→ **What is required**
In the listing below, find the line with "heaps.push(heap);" and the line with "and directory included". Repeat those two lines and all lines between them exactly.

→ **Data extract**
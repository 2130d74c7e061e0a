use strum::IntoEnumIterator;

use crate::{
    file::io::align4,
    metadata::{
        enc::{EncMapDirectory, FULL_IN_DELTA},
        heaps::{HeapKind, HeapPool},
        root::{Root, ENC_TABLES_STREAM, TABLES_STREAM},
        save::SaveMode,
        tables::{ColumnSizing, HeapSizes, Schema, TableDef, TableId, TableStore, TABLE_COUNT},
    },
    Result,
};

/// Minimal padding after the last table row
const TABLES_TAIL: usize = 2;

/// Which rows of a table go into the image
#[derive(Clone, Debug)]
pub(crate) enum RowSelection {
    /// Every row, in storage order
    All,
    /// The listed RIDs, renumbered from 1
    Listed(Vec<u32>),
}

/// What one stream of the image is filled from
#[derive(Clone, Copy, Debug, PartialEq, Eq)]
pub(crate) enum StreamSource {
    /// Schema block and rows
    Tables,
    /// Heap content starting at the given offset
    Heap(HeapKind, u32),
}

#[derive(Clone, Debug)]
pub(crate) struct StreamPlan {
    pub(crate) name: &'static str,
    pub(crate) source: StreamSource,
    /// Stream length before the directory's 4-byte alignment
    pub(crate) len: usize,
}

/// Layout of an image, computed before anything is written
#[derive(Clone, Debug)]
pub(crate) struct SavePlan {
    pub(crate) schema: Schema,
    pub(crate) defs: Vec<TableDef>,
    pub(crate) rows: Vec<RowSelection>,
    pub(crate) streams: Vec<StreamPlan>,
    pub(crate) version: String,
}

impl SavePlan {
    pub(crate) fn new(store: &TableStore, mode: SaveMode) -> Result<Self> {
        let mut schema = Schema {
            heaps: HeapSizes::empty(),
            rid_bits: 0,
            ..store.schema.clone()
        };

        let rows = if mode == SaveMode::Delta {
            delta_rows(store)?
        } else {
            vec![RowSelection::All; TABLE_COUNT]
        };
        for (table, selection) in TableId::iter().zip(&rows) {
            #[allow(clippy::cast_possible_truncation)]
            let count = match selection {
                RowSelection::All => store.row_count(table),
                RowSelection::Listed(rids) => rids.len() as u32,
            };
            schema.rows[table.index()] = count;
        }
        schema.rid_bits = schema.compute_rid_bits();

        let defs = if mode == SaveMode::Delta {
            schema.heaps = HeapSizes::DELTA_ONLY
                | HeapSizes::STRINGS_WIDE
                | HeapSizes::GUID_WIDE
                | HeapSizes::BLOB_WIDE;
            TableDef::build_all(ColumnSizing::Wide, &schema)
        } else {
            schema.heaps.set(
                HeapSizes::STRINGS_WIDE,
                store.strings.aligned_size() > u32::from(u16::MAX),
            );
            schema.heaps.set(
                HeapSizes::BLOB_WIDE,
                store.blobs.aligned_size() > u32::from(u16::MAX),
            );
            schema
                .heaps
                .set(HeapSizes::GUID_WIDE, store.guids.count() > u32::from(u16::MAX));
            TableDef::build_all(ColumnSizing::Compressed, &schema)
        };
        schema
            .heaps
            .set(HeapSizes::EXTRA_DATA, schema.extra.is_some());

        let tables_len = defs
            .iter()
            .map(|def| def.row_size as usize * schema.rows[def.table.index()] as usize)
            .sum::<usize>()
            + schema.size();
        let tables = StreamPlan {
            name: if mode == SaveMode::Full {
                TABLES_STREAM
            } else {
                ENC_TABLES_STREAM
            },
            source: StreamSource::Tables,
            len: align4(tables_len + TABLES_TAIL),
        };

        let mut heaps = Vec::with_capacity(4);
        for heap in [
            heap_stream(&store.strings, mode),
            heap_stream(&store.user_strings, mode),
            heap_stream(&store.guids, mode),
            heap_stream(&store.blobs, mode),
        ]
        .into_iter()
        .flatten()
        {
            heaps.push(heap);
        }

        let mut streams = Vec::with_capacity(5);
        if store.options.string_pool_first {
            if let Some(position) = heaps
                .iter()
                .position(|stream| stream.source_kind() == Some(HeapKind::Strings))
            {
                streams.push(heaps.remove(position));
            }
        }
        streams.push(tables);
        streams.extend(heaps);

        let plan = SavePlan {
            schema,
            defs,
            rows,
            streams,
            version: store.options.runtime_version.clone(),
        };
        for stream in &plan.streams {
            log::debug!("Save {:?}: {} is {} bytes", mode, stream.name, stream.len);
        }
        Ok(plan)
    }

    /// Total image size, signature block and directory included
    pub(crate) fn size(&self) -> usize {
        Root::encoded_size(&self.version, self.streams.iter().map(|stream| stream.name))
            + self
                .streams
                .iter()
                .map(|stream| align4(stream.len))
                .sum::<usize>()
    }
}

impl StreamPlan {
    fn source_kind(&self) -> Option<HeapKind> {
        match self.source {
            StreamSource::Heap(kind, _) => Some(kind),
            StreamSource::Tables => None,
        }
    }
}

/// The stream of one heap, `None` when the heap contributes nothing
fn heap_stream(heap: &impl HeapPool, mode: SaveMode) -> Option<StreamPlan> {
    let from = match (mode, heap.kind()) {
        (SaveMode::Delta, kind) if kind != HeapKind::Guid => heap.session_start(),
        _ => 0,
    };

    let len = if from == 0 {
        if heap.is_empty() {
            return None;
        }
        align4(heap.data().len())
    } else {
        let added = heap.size().saturating_sub(from) as usize;
        if added == 0 {
            return None;
        }
        align4(added)
    };

    Some(StreamPlan {
        name: heap.kind().stream_name(),
        source: StreamSource::Heap(heap.kind(), from),
        len,
    })
}

/// Rows of a minimal delta: tables carried in full plus every row the ENC map lists
fn delta_rows(store: &TableStore) -> Result<Vec<RowSelection>> {
    let directory = EncMapDirectory::from_store(store)?;
    let mut rows = Vec::with_capacity(TABLE_COUNT);

    for table in TableId::iter() {
        if FULL_IN_DELTA.contains(&table) {
            rows.push(RowSelection::All);
            continue;
        }

        let listed = directory.rows(table);
        if let Some(missing) = listed.iter().find(|rid| **rid > store.row_count(table)) {
            return Err(malformed_error!(
                "ENC map lists {:?} row {} but the table has {} rows",
                table,
                missing,
                store.row_count(table)
            ));
        }
        rows.push(RowSelection::Listed(listed.to_vec()));
    }
    Ok(rows)
}

#[cfg(test)]
mod tests {
    use super::*;
    use crate::{
        metadata::tables::col,
        options::StoreOptions,
    };

    #[test]
    fn full_plan_uses_compressed_widths() {
        let mut store = TableStore::with_options(StoreOptions {
            large_columns: true,
            ..StoreOptions::full()
        });
        store.add_record(TableId::Module).unwrap();
        store.put_string(TableId::Module, col::module::NAME, 1, "a").unwrap();

        let plan = SavePlan::new(&store, SaveMode::Full).unwrap();
        assert!(plan.schema.heaps.is_empty());
        // Generation u16, name, mvid, enc id, enc base id
        assert_eq!(plan.defs[TableId::Module.index()].row_size, 10);
        assert_eq!(
            plan.streams.iter().map(|stream| stream.name).collect::<Vec<_>>(),
            vec!["#~", "#Strings"]
        );
    }

    #[test]
    fn tables_stream_keeps_tail_padding() {
        let store = TableStore::new();
        let plan = SavePlan::new(&store, SaveMode::Full).unwrap();
        // Empty schema is 24 bytes, plus at least two bytes of padding
        assert_eq!(plan.streams[0].len, 28);
    }

    #[test]
    fn pool_first_moves_strings() {
        let mut store = TableStore::with_options(StoreOptions {
            string_pool_first: true,
            ..StoreOptions::full()
        });
        store.add_string("first").unwrap();
        store.add_blob(&[1, 2]).unwrap();

        let plan = SavePlan::new(&store, SaveMode::Enc).unwrap();
        assert_eq!(
            plan.streams.iter().map(|stream| stream.name).collect::<Vec<_>>(),
            vec!["#Strings", "#-", "#Blob"]
        );
    }

    #[test]
    fn delta_plan_lists_mapped_rows() {
        let mut store = TableStore::with_options(StoreOptions::delta());
        store.add_record(TableId::Module).unwrap();
        for _ in 0..3 {
            store.add_record(TableId::TypeDef).unwrap();
        }
        store.checkpoint_session();
        store.create_method(2).unwrap();
        store.build_enc_map().unwrap();

        let plan = SavePlan::new(&store, SaveMode::Delta).unwrap();
        assert!(plan.schema.is_delta_only());
        assert_eq!(plan.schema.rows[TableId::TypeDef.index()], 1);
        assert_eq!(plan.schema.rows[TableId::MethodDef.index()], 1);
        assert_eq!(plan.schema.rows[TableId::Module.index()], 1);
        assert_eq!(plan.schema.rows[TableId::EncLog.index()], 2);
        assert!(plan
            .defs
            .iter()
            .all(|def| matches!(def.variable_width(), None | Some(4))));
    }
}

→ **Expected answer**
            heaps.push(heap);
        }

        let mut streams = Vec::with_capacity(5);
        if store.options.string_pool_first {
            if let Some(position) = heaps
                .iter()
                .position(|stream| stream.source_kind() == Some(HeapKind::Strings))
            {
                streams.push(heaps.remove(position));
            }
        }
        streams.push(tables);
        streams.extend(heaps);

        let plan = SavePlan {
            schema,
            defs,
            rows,
            streams,
            version: store.options.runtime_version.clone(),
        };
        for stream in &plan.streams {
            log::debug!("Save {:?}: {} is {} bytes", mode, stream.name, stream.len);
        }
        Ok(plan)
    }

    /// Total image size, signature block and directory included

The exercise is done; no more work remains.